Boys’ physical, hierarchical world means that they have a terrible time sitting still, even when they’re in their teens or 20s.  (Heck, I know much older men who are still kinetic, whether it’s a jiggling leg or a tapping finger.)  They engage in physical or verbal play that is intended allocate them to their place in the day’s (or the minute’s) hierarchy.  They practice male roles of warfare and command.
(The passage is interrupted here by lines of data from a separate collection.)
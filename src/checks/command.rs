//! Status derived from the output of an external tool

use std::path::PathBuf;
use std::process::Stdio;
use std::time::Duration;

use tokio::process::Command;

use super::{Cadence, Check, CheckError, Evaluation};
use crate::config::{CommandCheckConfig, CommandCondition};
use crate::pattern::Pattern;

#[derive(Debug, Clone)]
enum Condition {
    ExitFailure,
    Contains(Pattern),
    Missing(Pattern),
}

/// Captured result of one run
#[derive(Debug, Clone)]
pub struct CommandOutput {
    pub success: bool,
    pub code: Option<i32>,
    pub stdout: String,
}

pub struct CommandCheck {
    name: String,
    cadence: Cadence,
    program: String,
    args: Vec<String>,
    working_dir: Option<PathBuf>,
    timeout: Duration,
    condition: Condition,
}

impl CommandCheck {
    pub fn from_config(config: &CommandCheckConfig, cadence: Cadence) -> Result<Self, CheckError> {
        let condition = match &config.condition {
            CommandCondition::ExitFailure => Condition::ExitFailure,
            CommandCondition::OutputContains { pattern, is_regex } => {
                Condition::Contains(Pattern::new(pattern, *is_regex)?)
            }
            CommandCondition::OutputMissing { pattern, is_regex } => {
                Condition::Missing(Pattern::new(pattern, *is_regex)?)
            }
        };

        Ok(Self {
            name: config.name.clone(),
            cadence,
            program: config.program.clone(),
            args: config.args.clone(),
            working_dir: config.working_dir.clone(),
            timeout: Duration::from_secs(config.timeout_secs.max(1)),
            condition,
        })
    }

    /// Decide the status for a finished run
    pub fn judge(&self, output: &CommandOutput) -> Evaluation {
        let label = self.name.to_uppercase();
        let (status, detail) = match &self.condition {
            Condition::ExitFailure => {
                let code = output
                    .code
                    .map(|c| c.to_string())
                    .unwrap_or_else(|| "signal".to_string());
                (!output.success, format!("exit status {}", code))
            }
            Condition::Contains(m) => {
                let found = m.is_match(&output.stdout);
                let detail = if found {
                    format!("output contains '{}'", m.as_str())
                } else {
                    format!("output does not contain '{}'", m.as_str())
                };
                (found, detail)
            }
            Condition::Missing(m) => {
                let found = m.is_match(&output.stdout);
                let detail = if found {
                    format!("output contains '{}'", m.as_str())
                } else {
                    format!("output is missing '{}'", m.as_str())
                };
                (!found, detail)
            }
        };

        let message = if status {
            format!("{}: ALERT: {}", label, detail)
        } else {
            format!("{}: back to normal, {}", label, detail)
        };
        let status_message = format!("{}: {}", label, detail);
        Evaluation::new(status, message, status_message)
    }

    async fn run(&self) -> Result<CommandOutput, CheckError> {
        let mut cmd = Command::new(&self.program);
        cmd.args(&self.args)
            .stdin(Stdio::null())
            .stdout(Stdio::piped())
            .stderr(Stdio::null())
            .kill_on_drop(true);
        if let Some(dir) = &self.working_dir {
            cmd.current_dir(dir);
        }

        let output = tokio::time::timeout(self.timeout, cmd.output())
            .await
            .map_err(|_| CheckError::Timeout {
                program: self.program.clone(),
                secs: self.timeout.as_secs(),
            })?
            .map_err(|source| CheckError::Spawn {
                program: self.program.clone(),
                source,
            })?;

        Ok(CommandOutput {
            success: output.status.success(),
            code: output.status.code(),
            stdout: String::from_utf8_lossy(&output.stdout).into_owned(),
        })
    }
}

#[async_trait::async_trait]
impl Check for CommandCheck {
    fn name(&self) -> &str {
        &self.name
    }

    fn cadence(&self) -> Cadence {
        self.cadence
    }

    async fn evaluate(&self) -> Result<Evaluation, CheckError> {
        let output = self.run().await?;
        tracing::debug!(
            check = %self.name,
            code = ?output.code,
            bytes = output.stdout.len(),
            "Command finished"
        );
        Ok(self.judge(&output))
    }
}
All of this is antithetical to the hyper-feminine, hyper-feminist atmosphere that pervades America’s schools, especially her elementary/primary schools.  I don’t know what it’s like outside of Marin County, but here, almost without exception, elementary school teachers are female, with a handful of gay men thrown in for good measure.  Schools want students to sit still, which girls do naturally and boys don’t.  Schools want students to talk about their feelings, which girls do naturally and boys don’t.  Schools want to destroy physical competition, which is a hard sell to girls, and an even harder sell to boys.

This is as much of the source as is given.